А.П.Чехов: Pro et contra — страница 104 из 238

Да и отражения эти являются у г-на Чехова неполными, одно­сторонними, часто неверными, и этими отражениями, нигде не сведенными в одно, нигде не достигающими той высоты художе­ственности, за которую ему можно было бы простить все осталь­ное, г-н Чехов хочет заставить читателя самого додуматься до коренных основ жизни. И читатели додумываются — до той мысли, что в основе и «героического пессимизма», и «примиря­ющего пантеизма» лежит одно: все скверно; Бог хоть есть, но Он бессилен; действительности не победишь, а стало быть, желать, стремиться, бороться, верить и любить — все напрасно.

Неврастеники и вырождающиеся, конечно, примут этот вы­вод, и, в частности, рассказы г-на Чехова будут доставлять им удовольствие еще на том основании, что больные любят, когда с ними говорят о болезнях.

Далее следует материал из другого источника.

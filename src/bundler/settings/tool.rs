//! Calculator tool descriptors.

use super::Language;
use std::{
    collections::BTreeMap,
    path::{Path, PathBuf},
};

/// One calculator variant and its per-language inputs.
///
/// Templates and scripts are paths relative to the bundle root.
#[derive(Debug, Clone, PartialEq, Eq)]
pub struct ToolDescriptor {
    id: String,
    names: BTreeMap<Language, String>,
    titles: BTreeMap<Language, String>,
    templates: BTreeMap<Language, PathBuf>,
    scripts: Vec<PathBuf>,
}

impl ToolDescriptor {
    /// Starts a descriptor with no localised entries.
    pub fn new(id: impl Into<String>) -> Self {
        Self {
            id: id.into(),
            names: BTreeMap::new(),
            titles: BTreeMap::new(),
            templates: BTreeMap::new(),
            scripts: Vec::new(),
        }
    }

    /// Adds the display name, page title and template for one language.
    pub fn localized(
        mut self,
        language: Language,
        name: impl Into<String>,
        title: impl Into<String>,
        template: impl Into<PathBuf>,
    ) -> Self {
        self.names.insert(language, name.into());
        self.titles.insert(language, title.into());
        self.templates.insert(language, template.into());
        self
    }

    /// Sets the application scripts, inlined in this order.
    pub fn scripts<I, P>(mut self, scripts: I) -> Self
    where
        I: IntoIterator<Item = P>,
        P: Into<PathBuf>,
    {
        self.scripts = scripts.into_iter().map(Into::into).collect();
        self
    }

    pub fn id(&self) -> &str {
        &self.id
    }

    pub fn name(&self, language: Language) -> Option<&str> {
        self.names.get(&language).map(String::as_str)
    }

    pub fn title(&self, language: Language) -> Option<&str> {
        self.titles.get(&language).map(String::as_str)
    }

    pub fn template(&self, language: Language) -> Option<&Path> {
        self.templates.get(&language).map(PathBuf::as_path)
    }

    pub fn script_paths(&self) -> &[PathBuf] {
        &self.scripts
    }

    /// Languages this tool has any localised entry for.
    pub(super) fn languages(&self) -> impl Iterator<Item = Language> + '_ {
        self.names
            .keys()
            .chain(self.titles.keys())
            .chain(self.templates.keys())
            .copied()
    }
}

const SHARED_SCRIPTS: [&str; 3] = [
    "assets/js/swiss-format.js",
    "assets/js/interest.js",
    "assets/js/pdf-export.js",
];

/// The two calculators shipped as offline bundles.
pub fn builtin_tools() -> Vec<ToolDescriptor> {
    vec![
        ToolDescriptor::new("verzugszins")
            .localized(
                Language::De,
                "Verzugszinsrechner",
                "Verzugszinsrechner Schweiz | Verzugszins nach Art. 104 OR berechnen",
                "verzugszins/index.html",
            )
            .localized(
                Language::Fr,
                "Calculateur d'intérêts moratoires",
                "Calculateur d'intérêts moratoires | Intérêt moratoire selon l'art. 104 CO",
                "fr/interets-moratoires/index.html",
            )
            .scripts(
                SHARED_SCRIPTS
                    .iter()
                    .copied()
                    .chain(["assets/js/verzugszins.js"]),
            ),
        ToolDescriptor::new("zinseszins")
            .localized(
                Language::De,
                "Zinseszinsrechner",
                "Zinseszinsrechner Schweiz | Zins und Zinseszins berechnen",
                "zinseszins/index.html",
            )
            .localized(
                Language::Fr,
                "Calculateur d'intérêts composés",
                "Calculateur d'intérêts composés | Intérêts simples et composés",
                "fr/interets-composes/index.html",
            )
            .scripts(
                SHARED_SCRIPTS
                    .iter()
                    .copied()
                    .chain(["assets/js/zinseszins.js"]),
            ),
    ]
}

Но без идеалов оздоровления это вечное изображение болезней и страданий может только уси­лить и без того повышенную мнительность больного, а иным может показаться тою проповедью отвращения к жизни, о ко­торой говорил, устами своего Заратустры, философ, постигший все язвы современного человечества.

«Есть проповедники смерти, — говорил он, — и земля пол­на людьми, которым нужна проповедь отвращения к жизни.

Земля полна лишними, жизнь испорчена чрезмерным мно­жеством людей. О, если бы можно было "вечной жизнью" сма­нить их из этой жизни!

Вот они — эти чахоточные душою: едва родились они, как уже начинают умирать и мечтают об учении, которое пропове­довало бы усталость и отречение.

Им встречается или больной, или старик, или труп, и они тотчас же говорят: "Жизнь опровергнута".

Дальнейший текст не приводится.